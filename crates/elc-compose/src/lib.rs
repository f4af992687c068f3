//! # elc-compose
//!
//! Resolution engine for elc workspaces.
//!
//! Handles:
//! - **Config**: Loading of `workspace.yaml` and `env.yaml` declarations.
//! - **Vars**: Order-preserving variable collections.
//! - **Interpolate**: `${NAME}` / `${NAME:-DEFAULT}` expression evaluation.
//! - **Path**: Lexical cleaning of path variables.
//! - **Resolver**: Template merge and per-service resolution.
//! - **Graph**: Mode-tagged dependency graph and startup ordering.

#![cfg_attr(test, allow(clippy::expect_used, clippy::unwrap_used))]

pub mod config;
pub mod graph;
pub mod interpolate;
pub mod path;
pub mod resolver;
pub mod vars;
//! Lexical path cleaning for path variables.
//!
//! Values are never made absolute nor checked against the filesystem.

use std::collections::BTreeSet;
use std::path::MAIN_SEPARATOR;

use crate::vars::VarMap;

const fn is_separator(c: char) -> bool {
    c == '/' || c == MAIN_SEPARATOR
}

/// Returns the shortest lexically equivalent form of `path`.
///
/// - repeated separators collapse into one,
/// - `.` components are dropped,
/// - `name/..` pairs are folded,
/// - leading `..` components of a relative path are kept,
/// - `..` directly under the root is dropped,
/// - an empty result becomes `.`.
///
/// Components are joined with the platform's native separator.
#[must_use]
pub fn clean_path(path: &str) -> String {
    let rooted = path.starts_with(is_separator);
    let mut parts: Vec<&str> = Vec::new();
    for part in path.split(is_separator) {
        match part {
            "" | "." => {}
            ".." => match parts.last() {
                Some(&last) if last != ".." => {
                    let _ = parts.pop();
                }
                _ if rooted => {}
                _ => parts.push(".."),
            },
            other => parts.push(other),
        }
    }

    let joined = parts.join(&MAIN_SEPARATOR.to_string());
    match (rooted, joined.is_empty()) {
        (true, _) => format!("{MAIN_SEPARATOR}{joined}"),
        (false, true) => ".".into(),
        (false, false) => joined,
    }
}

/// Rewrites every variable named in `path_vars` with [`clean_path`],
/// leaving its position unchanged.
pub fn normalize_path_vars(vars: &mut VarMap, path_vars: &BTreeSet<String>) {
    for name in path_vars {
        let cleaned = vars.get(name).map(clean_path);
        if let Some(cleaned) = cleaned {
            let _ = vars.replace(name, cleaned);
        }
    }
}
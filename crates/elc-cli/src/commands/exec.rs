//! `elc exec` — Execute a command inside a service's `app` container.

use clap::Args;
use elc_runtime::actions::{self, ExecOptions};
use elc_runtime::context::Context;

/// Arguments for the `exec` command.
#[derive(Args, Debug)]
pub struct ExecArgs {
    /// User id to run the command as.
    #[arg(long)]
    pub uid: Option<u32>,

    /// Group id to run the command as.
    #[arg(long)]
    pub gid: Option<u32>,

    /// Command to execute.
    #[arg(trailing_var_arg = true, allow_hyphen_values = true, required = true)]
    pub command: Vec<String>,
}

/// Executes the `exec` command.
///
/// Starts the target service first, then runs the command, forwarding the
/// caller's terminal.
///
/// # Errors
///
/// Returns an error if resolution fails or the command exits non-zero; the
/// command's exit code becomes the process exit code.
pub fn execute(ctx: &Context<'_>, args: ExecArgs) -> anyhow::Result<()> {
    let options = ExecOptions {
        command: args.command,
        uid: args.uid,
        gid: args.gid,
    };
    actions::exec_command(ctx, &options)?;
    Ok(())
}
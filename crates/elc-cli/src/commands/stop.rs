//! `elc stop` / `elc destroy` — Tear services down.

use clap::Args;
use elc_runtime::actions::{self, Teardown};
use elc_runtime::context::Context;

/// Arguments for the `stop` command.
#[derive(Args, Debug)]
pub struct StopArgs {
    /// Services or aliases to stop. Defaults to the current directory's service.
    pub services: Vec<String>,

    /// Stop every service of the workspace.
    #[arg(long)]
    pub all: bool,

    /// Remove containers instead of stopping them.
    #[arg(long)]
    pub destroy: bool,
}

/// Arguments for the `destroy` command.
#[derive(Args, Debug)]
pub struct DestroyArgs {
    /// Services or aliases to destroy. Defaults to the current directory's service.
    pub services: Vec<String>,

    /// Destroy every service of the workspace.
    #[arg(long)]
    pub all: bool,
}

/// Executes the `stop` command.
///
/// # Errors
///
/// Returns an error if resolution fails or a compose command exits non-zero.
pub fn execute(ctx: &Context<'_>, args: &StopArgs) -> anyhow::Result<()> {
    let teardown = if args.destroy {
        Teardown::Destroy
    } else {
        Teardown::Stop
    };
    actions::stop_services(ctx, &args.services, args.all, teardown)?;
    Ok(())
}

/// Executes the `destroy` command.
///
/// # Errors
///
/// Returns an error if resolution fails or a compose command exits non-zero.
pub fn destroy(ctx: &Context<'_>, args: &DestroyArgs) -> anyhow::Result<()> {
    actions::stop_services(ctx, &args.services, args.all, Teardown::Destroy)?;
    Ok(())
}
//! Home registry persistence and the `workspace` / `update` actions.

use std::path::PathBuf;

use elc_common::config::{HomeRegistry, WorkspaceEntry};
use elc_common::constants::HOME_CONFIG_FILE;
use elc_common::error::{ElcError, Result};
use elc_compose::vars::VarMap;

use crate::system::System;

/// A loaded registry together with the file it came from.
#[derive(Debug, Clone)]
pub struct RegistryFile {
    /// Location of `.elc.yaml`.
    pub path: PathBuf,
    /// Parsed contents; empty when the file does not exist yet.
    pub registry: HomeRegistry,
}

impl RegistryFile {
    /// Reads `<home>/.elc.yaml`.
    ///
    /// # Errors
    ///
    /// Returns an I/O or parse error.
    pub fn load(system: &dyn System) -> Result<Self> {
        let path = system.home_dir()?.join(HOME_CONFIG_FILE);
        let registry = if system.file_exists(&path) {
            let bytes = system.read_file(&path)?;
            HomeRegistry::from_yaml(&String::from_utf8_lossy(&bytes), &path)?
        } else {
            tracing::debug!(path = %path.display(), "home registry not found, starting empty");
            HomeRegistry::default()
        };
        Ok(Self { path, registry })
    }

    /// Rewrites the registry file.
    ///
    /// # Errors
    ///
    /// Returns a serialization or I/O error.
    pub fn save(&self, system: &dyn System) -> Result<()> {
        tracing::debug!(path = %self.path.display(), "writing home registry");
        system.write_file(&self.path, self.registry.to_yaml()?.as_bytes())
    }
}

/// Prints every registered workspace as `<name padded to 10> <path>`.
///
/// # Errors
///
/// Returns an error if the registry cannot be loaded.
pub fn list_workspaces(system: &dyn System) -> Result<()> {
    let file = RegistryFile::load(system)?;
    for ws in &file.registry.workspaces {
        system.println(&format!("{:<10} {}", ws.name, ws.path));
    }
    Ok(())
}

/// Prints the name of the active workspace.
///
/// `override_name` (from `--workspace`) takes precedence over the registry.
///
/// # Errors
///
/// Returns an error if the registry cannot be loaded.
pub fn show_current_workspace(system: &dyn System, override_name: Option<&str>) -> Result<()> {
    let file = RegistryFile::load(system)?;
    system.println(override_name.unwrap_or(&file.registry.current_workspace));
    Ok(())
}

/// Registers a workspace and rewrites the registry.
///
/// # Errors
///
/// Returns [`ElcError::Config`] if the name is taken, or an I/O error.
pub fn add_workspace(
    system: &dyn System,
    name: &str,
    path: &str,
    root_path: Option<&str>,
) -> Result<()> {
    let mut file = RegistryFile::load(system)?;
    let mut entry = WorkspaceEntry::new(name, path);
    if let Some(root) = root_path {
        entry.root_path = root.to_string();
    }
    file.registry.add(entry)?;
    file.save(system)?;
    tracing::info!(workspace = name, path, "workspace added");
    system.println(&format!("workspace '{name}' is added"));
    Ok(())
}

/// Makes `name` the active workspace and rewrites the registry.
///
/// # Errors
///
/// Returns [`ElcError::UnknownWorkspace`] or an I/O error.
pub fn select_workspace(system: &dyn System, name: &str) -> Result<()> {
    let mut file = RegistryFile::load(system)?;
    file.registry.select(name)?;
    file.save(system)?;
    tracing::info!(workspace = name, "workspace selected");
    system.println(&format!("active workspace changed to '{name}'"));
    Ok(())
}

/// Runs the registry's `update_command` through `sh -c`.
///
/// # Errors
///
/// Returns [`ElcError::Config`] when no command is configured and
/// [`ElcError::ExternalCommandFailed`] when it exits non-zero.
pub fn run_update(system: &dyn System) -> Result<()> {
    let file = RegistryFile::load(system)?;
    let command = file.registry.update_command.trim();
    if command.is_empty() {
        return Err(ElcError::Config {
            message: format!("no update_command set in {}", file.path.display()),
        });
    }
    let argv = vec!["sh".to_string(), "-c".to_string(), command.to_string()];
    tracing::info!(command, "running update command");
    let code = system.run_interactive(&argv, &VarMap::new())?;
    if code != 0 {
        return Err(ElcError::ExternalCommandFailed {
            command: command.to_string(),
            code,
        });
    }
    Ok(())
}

════════════════════

* TASK OBJECTIVE
Find every line in the records above that contains the word "ExternalCommandFailed", and copy each one.

* FINISHED TASK
/// [`ElcError::ExternalCommandFailed`] when it exits non-zero.
        return Err(ElcError::ExternalCommandFailed {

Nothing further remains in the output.